_Data to process_:
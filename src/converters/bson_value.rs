//! Conversion of arbitrary native values, documents and arrays

use super::{
    extended::{self, ExtendedKey},
    TokenConverter,
};
use crate::{
    bson::{Binary, BinarySubtype, Bson, DateTime, Document},
    reader::{ReaderError, TokenReader},
    token::{TokenType, TokenValue},
    writer::{ExtendedJsonDialect, TokenWriter, WriterError},
};

/// Reads the value starting at the current token
///
/// Objects whose first property name is the leading key of an extended-object encoding, in
/// either dialect, are read as the native value they encode.
pub(crate) fn read_current_value<R: TokenReader + ?Sized>(
    reader: &mut R,
) -> Result<Bson, ReaderError> {
    let token_type = reader.token_type();
    if token_type.is_scalar() {
        if let Some(native_value) = reader.native_value() {
            return Ok(native_value.clone());
        }
    }

    Ok(match token_type {
        TokenType::StartObject => return read_object(reader),
        TokenType::StartArray => Bson::Array(read_array_content(reader)?),
        TokenType::String => Bson::String(extended::current_str(reader)?.to_owned()),
        TokenType::Integer => {
            let value = extended::current_integer(reader)?;
            i32::try_from(value).map_or(Bson::Int64(value), Bson::Int32)
        }
        TokenType::Float => Bson::Double(extended::current_float(reader)?),
        TokenType::Boolean => match reader.value() {
            Some(TokenValue::Boolean(b)) => Bson::Boolean(*b),
            _ => return Err(ReaderError::invalid_value("Boolean token has no boolean value")),
        },
        TokenType::Null => Bson::Null,
        TokenType::Undefined => Bson::Undefined,
        TokenType::Date => match reader.value() {
            Some(TokenValue::DateTime(date)) => Bson::DateTime(DateTime::from(*date)),
            Some(TokenValue::Integer(millis)) => Bson::DateTime(DateTime::from_millis(*millis)),
            _ => return Err(ReaderError::invalid_value("Date token has no date value")),
        },
        TokenType::Bytes => match reader.value() {
            Some(TokenValue::Guid(guid)) => {
                Bson::Binary(Binary::from_guid(*guid, BinarySubtype::Uuid))
            }
            Some(TokenValue::Bytes(bytes)) => Bson::Binary(Binary::generic(bytes.clone())),
            _ => return Err(ReaderError::invalid_value("Bytes token has no bytes value")),
        },
        actual => return Err(ReaderError::unexpected_token("value", actual)),
    })
}

/// Reads the next property name, or `None` at the end of the object
fn read_member_name<R: TokenReader + ?Sized>(
    reader: &mut R,
) -> Result<Option<String>, ReaderError> {
    extended::read_token(reader)?;
    match reader.token_type() {
        TokenType::EndObject => Ok(None),
        TokenType::PropertyName => Ok(Some(extended::current_str(reader)?.to_owned())),
        actual => Err(ReaderError::unexpected_token(
            "property name or end of object",
            actual,
        )),
    }
}

fn read_object<R: TokenReader + ?Sized>(reader: &mut R) -> Result<Bson, ReaderError> {
    let Some(name) = read_member_name(reader)? else {
        return Ok(Bson::Document(Document::new()));
    };
    if let Some(key) = ExtendedKey::parse_name(&name) {
        if let Some(value) = extended::read_extended_body(reader, key)? {
            return Ok(value);
        }
    }

    let mut document = Document::new();
    extended::read_token(reader)?;
    document.insert(name, read_current_value(reader)?);
    for (name, value) in read_document_content(reader)? {
        document.insert(name, value);
    }
    Ok(Bson::Document(document))
}

/// Reads the members of an object whose start has already been read, including its end
///
/// Property names are taken as they are, even if they look like extended-object keys.
pub(crate) fn read_document_content<R: TokenReader + ?Sized>(
    reader: &mut R,
) -> Result<Document, ReaderError> {
    let mut document = Document::new();
    while let Some(name) = read_member_name(reader)? {
        extended::read_token(reader)?;
        document.insert(name, read_current_value(reader)?);
    }
    Ok(document)
}

/// Reads the items of an array whose start has already been read, including its end
fn read_array_content<R: TokenReader + ?Sized>(reader: &mut R) -> Result<Vec<Bson>, ReaderError> {
    let mut values = Vec::new();
    loop {
        extended::read_token(reader)?;
        if reader.token_type() == TokenType::EndArray {
            return Ok(values);
        }
        values.push(read_current_value(reader)?);
    }
}

pub(crate) fn write_document<W: TokenWriter + ?Sized>(
    writer: &mut W,
    document: &Document,
) -> Result<(), WriterError> {
    writer.write_start_object()?;
    for (name, value) in document.iter() {
        writer.write_property_name(name)?;
        write_value(writer, value)?;
    }
    writer.write_end_object()
}

fn write_array<W: TokenWriter + ?Sized>(writer: &mut W, values: &[Bson]) -> Result<(), WriterError> {
    writer.write_start_array()?;
    for value in values {
        write_value(writer, value)?;
    }
    writer.write_end_array()
}

/// Writes a value with the native sink of the writer if it has one, and as tokens otherwise
pub(crate) fn write_value<W: TokenWriter + ?Sized>(
    writer: &mut W,
    value: &Bson,
) -> Result<(), WriterError> {
    let dialect = writer.extended_dialect();
    if let Some(sink) = writer.native_sink() {
        return sink.write_native_value(value);
    }
    write_value_tokens(writer, dialect, value)
}

/// Writes a value as tokens, using the extended-object encoding for native types
///
/// Nested values are written with [`write_value`], so they can still use the native sink
/// of the writer.
pub(crate) fn write_value_tokens<W: TokenWriter + ?Sized>(
    writer: &mut W,
    dialect: ExtendedJsonDialect,
    value: &Bson,
) -> Result<(), WriterError> {
    match value {
        Bson::Double(f) => writer.write_double(*f),
        Bson::String(s) => writer.write_string(s),
        Bson::Document(document) => write_document(writer, document),
        Bson::Array(values) => write_array(writer, values),
        Bson::Binary(binary) => extended::write_binary(writer, dialect, binary),
        Bson::Undefined => writer.write_undefined(),
        Bson::ObjectId(id) => extended::write_object_id(writer, dialect, *id),
        Bson::Boolean(b) => writer.write_boolean(*b),
        Bson::DateTime(date) => extended::write_date(writer, dialect, *date),
        Bson::Null => writer.write_null(),
        Bson::RegularExpression(regex) => extended::write_regex(writer, dialect, regex),
        Bson::JavaScriptCode(code) => extended::write_code(writer, dialect, code, None),
        Bson::Symbol(symbol) => extended::write_symbol(writer, dialect, symbol),
        Bson::JavaScriptCodeWithScope(code) => {
            extended::write_code(writer, dialect, &code.code, Some(&code.scope))
        }
        Bson::Int32(i) => writer.write_int32(*i),
        Bson::Timestamp(timestamp) => extended::write_timestamp(writer, dialect, *timestamp),
        Bson::Int64(i) => writer.write_int64(*i),
        Bson::MinKey => extended::write_sentinel(writer, dialect, ExtendedKey::MinKey),
        Bson::MaxKey => extended::write_sentinel(writer, dialect, ExtendedKey::MaxKey),
    }
}

/// Converter for arbitrary native values
///
/// Reads any token sequence, recognizing the extended-object encodings of all native types in
/// both dialects. Unlike the other converters a [`Null`](TokenType::Null) token is read as
/// `Some(Bson::Null)`, since `null` is a native value of its own.
///
/// # Examples
/// ```
/// # use bson_token_adapter::{doc, bson::*, converters::*, reader::*};
/// let document = doc! {
///     "wrapped" => doc! { "$$oid" => "0102030405060708090a0b0c" },
/// };
/// let mut reader = ReaderAdapter::new(DocumentReader::new(document));
/// reader.read()?;
///
/// let value = BsonValueConverter::instance().read_token_value(&mut reader)?;
/// assert_eq!(
///     Some(Bson::Document(doc! {
///         "wrapped" => "0102030405060708090a0b0c".parse::<ObjectId>()?,
///     })),
///     value
/// );
/// # Ok::<(), Box<dyn std::error::Error>>(())
/// ```
#[derive(Debug)]
pub struct BsonValueConverter;

impl TokenConverter for BsonValueConverter {
    type Value = Bson;

    fn read_token_value<R: TokenReader + ?Sized>(
        &self,
        reader: &mut R,
    ) -> Result<Option<Bson>, ReaderError> {
        read_current_value(reader).map(Some)
    }

    fn write_token_value<W: TokenWriter + ?Sized>(
        &self,
        writer: &mut W,
        value: Option<&Bson>,
    ) -> Result<(), WriterError> {
        match value {
            Some(value) => write_value(writer, value),
            None => writer.write_null(),
        }
    }
}

/// Converter for [`Document`]s
///
/// Reads an object; an object which is the extended-object encoding of a native value is a
/// format error.
#[derive(Debug)]
pub struct DocumentConverter;

impl TokenConverter for DocumentConverter {
    type Value = Document;

    fn read_token_value<R: TokenReader + ?Sized>(
        &self,
        reader: &mut R,
    ) -> Result<Option<Document>, ReaderError> {
        match reader.token_type() {
            TokenType::Null => Ok(None),
            TokenType::StartObject => match read_object(reader)? {
                Bson::Document(document) => Ok(Some(document)),
                other => Err(ReaderError::invalid_value(format!(
                    "expected document but got {}",
                    other.element_type()
                ))),
            },
            actual => Err(ReaderError::unexpected_token("document", actual)),
        }
    }

    fn write_token_value<W: TokenWriter + ?Sized>(
        &self,
        writer: &mut W,
        value: Option<&Document>,
    ) -> Result<(), WriterError> {
        match value {
            Some(document) => write_document(writer, document),
            None => writer.write_null(),
        }
    }
}

/// Converter for arrays of native values
#[derive(Debug)]
pub struct ArrayConverter;

impl TokenConverter for ArrayConverter {
    type Value = Vec<Bson>;

    fn read_token_value<R: TokenReader + ?Sized>(
        &self,
        reader: &mut R,
    ) -> Result<Option<Vec<Bson>>, ReaderError> {
        match reader.token_type() {
            TokenType::Null => Ok(None),
            TokenType::StartArray => read_array_content(reader).map(Some),
            actual => Err(ReaderError::unexpected_token("array", actual)),
        }
    }

    fn write_token_value<W: TokenWriter + ?Sized>(
        &self,
        writer: &mut W,
        value: Option<&Vec<Bson>>,
    ) -> Result<(), WriterError> {
        match value {
            Some(values) => write_array(writer, values),
            None => writer.write_null(),
        }
    }
}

_Exercise details_: Within the records above, tally the lines that contain "Undefined". Give the total and nothing more.

_Result_: 2